Welcome to Haftorah This Week, the place where you will find thoughts and reflections by CLAL faculty and associates on this week's Haftorah.



Yom Kippur (Minchah): The Book of Jonah

The Book of Jonah is read on Yom Kippur in the afternoon service.  It is a morality play that conveys its message to and through the prophet.   Its fundamental message is that God pardons iniquity when sincere contrition and repentance are present. 

But there is another lesson carried through the story not by the people of Nineveh, but by the prophet Jonah himself.  It is Jonah's reluctance to go to Nineveh that is the real mystery of this tale.  What is it that Jonah fears in Nineveh?  What is he supposed to learn in the belly of the whale?  And why is he so disheartened when he is successful in Nineveh? 

            Isn't this what I said when I left my own country?...For I know you are a compassionate and gracious God, slow to anger and abounding in kindness, renouncing punishment.  Please Lord, take my life, for I would rather die than live. (Jonah 4:1-3) 

It seems that it is difficult for Jonah to accept that God's love is available to others.  In this story, the sailors and the people of Nineveh are all heroic.  It is Jonah who, even at the end, does not understand the extent of God's care for all God's creatures. 

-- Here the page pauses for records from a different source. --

//! Near-term meeting selection and classification.
//!
//! Classification priority (first match wins):
//!   1. Client: any external/client participant recorded by name
//!   2. Team: more than 3 internal participants
//!   3. Internal: everything else

use chrono::{DateTime, Duration, Utc};

use crate::timeutil::parse_datetime;
use crate::types::{Meeting, MeetingKind, UpcomingMeeting, User};
use crate::unifier::{UserDirectory, DEFAULT_MEETING_MINUTES};

/// The upcoming list never shows more than this many meetings.
pub const MAX_UPCOMING_MEETINGS: usize = 3;
/// Meetings starting beyond this horizon are not "upcoming".
const UPCOMING_HORIZON_HOURS: i64 = 24;
/// Internal participant count above which a meeting reads as a team meeting.
const TEAM_SIZE_THRESHOLD: usize = 3;

/// Select up to [`MAX_UPCOMING_MEETINGS`] scheduled meetings the viewer is
/// party to, starting within the next 24 hours, soonest first. Truncation
/// happens after sorting. A meeting whose start fails to parse is excluded
/// (fail closed).
pub fn select_upcoming(
    meetings: &[Meeting],
    users: &[User],
    viewer_id: &str,
    now: DateTime<Utc>,
) -> Vec<UpcomingMeeting> {
    let directory = UserDirectory::new(users);
    let horizon = now + Duration::hours(UPCOMING_HORIZON_HOURS);

    let mut upcoming: Vec<UpcomingMeeting> = meetings
        .iter()
        .filter(|meeting| {
            meeting.status == "scheduled"
                && meeting.participant_ids.iter().any(|id| id == viewer_id)
        })
        .filter_map(|meeting| {
            let start = meeting.date.as_deref().and_then(parse_datetime)?;
            if start < now || start > horizon {
                return None;
            }

            let minutes = meeting.duration_minutes.unwrap_or(DEFAULT_MEETING_MINUTES);
            let (location, meeting_url) = if meeting.location_type.as_deref() == Some("online") {
                (None, meeting.location.clone())
            } else {
                (meeting.location.clone(), None)
            };

            Some(UpcomingMeeting {
                id: meeting.id.clone(),
                title: meeting.title.clone(),
                start,
                end: start + Duration::minutes(minutes),
                meeting_type: classify_meeting_kind(meeting),
                participants: directory.resolve_all(&meeting.participant_ids),
                client_names: meeting.client_names.clone(),
                location,
                meeting_url,
            })
        })
        .collect();

    upcoming.sort_by_key(|meeting| meeting.start);
    upcoming.truncate(MAX_UPCOMING_MEETINGS);
    upcoming
}

fn classify_meeting_kind(meeting: &Meeting) -> MeetingKind {
    if !meeting.client_names.is_empty() {
        return MeetingKind::Client;
    }
    if meeting.participant_ids.len() > TEAM_SIZE_THRESHOLD {
        return MeetingKind::Team;
    }
    MeetingKind::Internal
}
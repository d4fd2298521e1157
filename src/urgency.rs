use std::cmp::Ordering;

use chrono::{DateTime, Duration, Utc};

use crate::timeutil::parse_datetime;
use crate::types::{Priority, Task, UrgentItem, User};
use crate::unifier::UserDirectory;

/// The urgent list never shows more than this many items.
pub const MAX_URGENT_ITEMS: usize = 5;
/// A task due within this horizon is urgent regardless of priority.
const DUE_SOON_HOURS: i64 = 24;

/// Select up to [`MAX_URGENT_ITEMS`] tasks requiring the viewer's immediate
/// attention.
///
/// A candidate task is urgent when ANY of these hold: it is overdue, its
/// priority is high or critical, or it is due within 24 hours. This is an OR,
/// not a weighted score. Results sort ascending by due date (missing or
/// unparsable due dates rank last) and are truncated AFTER sorting, so an
/// overdue item is never dropped in favor of a nearer-future one purely due
/// to list position.
///
/// `isOverdue` is computed from the same `now` used for eligibility, so an
/// item cannot straddle the boundary between classification and display.
pub fn classify_urgent(
    tasks: &[Task],
    users: &[User],
    viewer_id: &str,
    now: DateTime<Utc>,
) -> Vec<UrgentItem> {
    let directory = UserDirectory::new(users);

    let mut urgent: Vec<UrgentItem> = tasks
        .iter()
        .filter(|task| {
            !task.archived
                && task.status != "completed"
                && task.assignee_ids.iter().any(|id| id == viewer_id)
        })
        .filter_map(|task| {
            // An unparsable due date fails both time rules; the priority rule
            // still applies.
            let due = task.due_date.as_deref().and_then(parse_datetime);
            let is_overdue = due.map_or(false, |d| d < now);
            let high_priority = matches!(task.priority, Priority::High | Priority::Critical);
            let due_soon = due.map_or(false, |d| d - now < Duration::hours(DUE_SOON_HOURS));

            if !(is_overdue || high_priority || due_soon) {
                return None;
            }

            Some(UrgentItem {
                id: task.id.clone(),
                title: task.title.clone(),
                due_date: due,
                priority: task.priority.clone(),
                is_overdue,
                members: directory.resolve_all(&task.assignee_ids),
            })
        })
        .collect();

    // Vec::sort_by is stable: ties keep input order.
    urgent.sort_by(|a, b| compare_due_date(a.due_date, b.due_date));
    urgent.truncate(MAX_URGENT_ITEMS);
    urgent
}

/// Earlier dates rank higher. Missing dates rank last.
fn compare_due_date(a: Option<DateTime<Utc>>, b: Option<DateTime<Utc>>) -> Ordering {
    match (a, b) {
        (Some(da), Some(db)) => da.cmp(&db),
        (Some(_), None) => Ordering::Less,
        (None, Some(_)) => Ordering::Greater,
        (None, None) => Ordering::Equal,
    }
}

#[cfg(test)]
mod tests {
    use super::*;
    use chrono::TimeZone;

    fn make_task(id: &str, priority: Priority, due: Option<&str>) -> Task {
        Task {
            id: id.to_string(),
            title: format!("Task {}", id),
            description: None,
            status: "pending".to_string(),
            priority,
            task_type: None,
            department: String::new(),
            assignee_ids: vec!["u1".to_string()],
            start_date: None,
            due_date: due.map(ToString::to_string),
            updated_at: None,
            archived: false,
        }
    }

    fn fixed_now() -> DateTime<Utc> {
        Utc.with_ymd_and_hms(2026, 2, 12, 15, 0, 0).unwrap()
    }

    fn no_users() -> Vec<User> {
        Vec::new()
    }

    #[test]
    fn due_soon_low_priority_is_urgent() {
        // Due in 2 hours, low priority: the due-soon rule alone includes it.
        let tasks = vec![make_task("t1", Priority::Low, Some("2026-02-12T17:00:00Z"))];
        let urgent = classify_urgent(&tasks, &no_users(), "u1", fixed_now());
        assert_eq!(urgent.len(), 1);
        assert!(!urgent[0].is_overdue);
    }

    #[test]
    fn distant_low_priority_is_not_urgent() {
        let tasks = vec![make_task("t1", Priority::Low, Some("2026-02-22T17:00:00Z"))];
        let urgent = classify_urgent(&tasks, &no_users(), "u1", fixed_now());
        assert!(urgent.is_empty());
    }

    #[test]
    fn orders_by_due_date_regardless_of_input_order() {
        let tasks = vec![
            make_task("c", Priority::Low, Some("2026-02-12T20:00:00Z")), // in 5h
            make_task("a", Priority::Low, Some("2026-02-11T15:00:00Z")), // overdue
            make_task("b", Priority::Low, Some("2026-02-12T16:00:00Z")), // in 1h
        ];
        let urgent = classify_urgent(&tasks, &no_users(), "u1", fixed_now());
        let ids: Vec<&str> = urgent.iter().map(|u| u.id.as_str()).collect();
        assert_eq!(ids, vec!["a", "b", "c"]);
        assert!(urgent[0].is_overdue);
        assert!(!urgent[1].is_overdue);
    }

    #[test]
    fn truncates_to_five_soonest_after_sorting() {
        // Eight eligible tasks, the overdue one listed last in the input.
        let mut tasks: Vec<Task> = (1..8)
            .map(|h| {
                let due = format!("2026-02-12T{:02}:00:00Z", 15 + h);
                make_task(&format!("t{}", h), Priority::Low, Some(due.as_str()))
            })
            .collect();
        tasks.push(make_task("overdue", Priority::Low, Some("2026-02-10T09:00:00Z")));

        let urgent = classify_urgent(&tasks, &no_users(), "u1", fixed_now());
        assert_eq!(urgent.len(), MAX_URGENT_ITEMS);
        assert_eq!(urgent[0].id, "overdue");
        let ids: Vec<&str> = urgent.iter().map(|u| u.id.as_str()).collect();
        assert_eq!(ids, vec!["overdue", "t1", "t2", "t3", "t4"]);
    }

    #[test]
    fn critical_without_due_date_is_urgent_and_ranks_last() {
        let tasks = vec![
            make_task("no-date", Priority::Critical, None),
            make_task("dated", Priority::Low, Some("2026-02-12T16:00:00Z")),
        ];
        let urgent = classify_urgent(&tasks, &no_users(), "u1", fixed_now());
        let ids: Vec<&str> = urgent.iter().map(|u| u.id.as_str()).collect();
        assert_eq!(ids, vec!["dated", "no-date"]);
        assert!(!urgent[1].is_overdue);
    }

    #[test]
    fn unparsable_due_date_fails_closed_to_priority_rule() {
        let tasks = vec![
            make_task("low-bad-date", Priority::Low, Some("soon™")),
            make_task("high-bad-date", Priority::High, Some("soon™")),
        ];
        let urgent = classify_urgent(&tasks, &no_users(), "u1", fixed_now());
        let ids: Vec<&str> = urgent.iter().map(|u| u.id.as_str()).collect();
        assert_eq!(ids, vec!["high-bad-date"]);
        assert!(urgent[0].due_date.is_none());
    }

    #[test]
    fn completed_and_unassigned_tasks_are_never_candidates() {
        let mut done = make_task("done", Priority::Critical, Some("2026-02-10T09:00:00Z"));
        done.status = "completed".to_string();
        let mut other = make_task("other", Priority::Critical, Some("2026-02-10T09:00:00Z"));
        other.assignee_ids = vec!["u2".to_string()];

        let urgent = classify_urgent(&[done, other], &no_users(), "u1", fixed_now());
        assert!(urgent.is_empty());
    }

    #[test]
    fn resolves_assignees_against_directory() {
        let tasks = vec![make_task("t1", Priority::High, None)];
        let users = vec![User {
            id: "u1".to_string(),
            name: "Ana".to_string(),
            avatar_url: None,
        }];
        let urgent = classify_urgent(&tasks, &users, "u1", fixed_now());
        assert_eq!(urgent[0].members.len(), 1);
        assert_eq!(urgent[0].members[0].name, "Ana");
    }
}
use serde::{Deserialize, Serialize};

/// Tri-state (really four-state) sensor health, surfaced to the UI layer.
///
/// `Offline` = disabled in config or never configured; `Standby` = enabled
/// but not yet connected (or connection dropped, awaiting reconnect);
/// `Idle` = connected but not streaming (radar-specific — the device accepts
/// commands but no track packets are flowing); `Online` = actively streaming.
#[derive(Debug, Clone, Copy, PartialEq, Eq, Serialize, Deserialize)]
#[serde(rename_all = "SCREAMING_SNAKE_CASE")]
pub enum SensorHealth {
    Offline,
    Standby,
    Idle,
    Online,
}

impl Default for SensorHealth {
    fn default() -> Self {
        SensorHealth::Offline
    }
}
async fn run(
    config: RadarConfig,
    mut cmd_rx: mpsc::Receiver<(RadarCommand, oneshot::Sender<C2Result<()>>)>,
    health_tx: watch::Sender<SensorHealth>,
    measurement_tx: mpsc::Sender<Measurement>,
) {
    let mut state = TaskState {
        config,
        stream: None,
        conn_state: ConnState::Disconnected,
        auto_reconnect: false,
        resync_used: 0,
        read_buf: Vec::with_capacity(4096),
    };

    let mut read_buf = [0u8; 4096];
    let mut reconnect_backoff = Duration::from_secs(1);

    loop {
        let streaming = state.conn_state == ConnState::Streaming && state.stream.is_some();

        tokio::select! {
            biased;

            maybe_cmd = cmd_rx.recv() => {
                match maybe_cmd {
                    None => break,
                    Some((cmd, reply)) => {
                        let result = handle_command(&mut state, cmd, &health_tx).await;
                        let _ = reply.send(result);
                    }
                }
            }

            read_result = read_chunk(&mut state, &mut read_buf), if streaming => {
                match read_result {
                    Ok(n) if n == 0 => {
                        warn!(target: "radar_driver", "connection closed by radar");
                        handle_connection_loss(&mut state, &health_tx, &mut reconnect_backoff).await;
                    }
                    Ok(n) => {
                        reconnect_backoff = Duration::from_secs(1);
                        state.read_buf.extend_from_slice(&read_buf[..n]);
                        match drain_packets(&mut state) {
                            Ok(measurements) => {
                                for m in measurements {
                                    if measurement_tx.try_send(m).is_err() {
                                        debug!(target: "radar_driver", "measurement queue full, dropping oldest-equivalent sample");
                                    }
                                }
                            }
                            Err(e) => warn!(target: "radar_driver", "{e}"),
                        }
                    }
                    Err(C2Error::Timeout) => {
                        // No data within the read timeout — not an error, just idle radar.
                    }
                    Err(C2Error::ConnectionLost(msg)) => {
                        warn!(target: "radar_driver", "connection lost: {msg}");
                        handle_connection_loss(&mut state, &health_tx, &mut reconnect_backoff).await;
                    }
                    Err(e) => warn!(target: "radar_driver", "unexpected read error: {e}"),
                }
            }
        }
    }

    teardown(&mut state, &health_tx);
}
//! Canonical data model shared by every driver, the fusion engine, the
//! engagement controller, and the gunner broadcast service. No other
//! component in this workspace depends on another component's crate —
//! everything that crosses a boundary is a type defined here.

pub mod engagement;
pub mod error;
pub mod gunner;
pub mod health;
pub mod measurement;
pub mod ownship;
pub mod radar_wire;
pub mod track;

pub use engagement::{EngagementState, FusionEvent};
pub use error::{C2Error, C2Result};
pub use gunner::{Effector, GunnerStatus, Priority, TrackUpdate, TracksSnapshot};
pub use health::SensorHealth;
pub use measurement::{Measurement, MeasurementPayload, SensorSource};
pub use ownship::{FixQuality, OwnShip};
pub use track::{RfIntel, TailSample, Track, TrackSource, TrackType};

Could it be that toward the end of Yom Kippur in the afternoon, our attention turns a bit from the private relationship between Israel and God which needs to be healed to a spiritual danger inherent in the special access we have as God's chosen ones.  To stand up as a Jew, proud and confident, means to speak a language of God's love that includes the whole world and begrudges no one.  Yom Kippur is not complete till our personal reconciliation with God is itself not a hoarded wealth, but a gift which invites all the world into God's loving arms.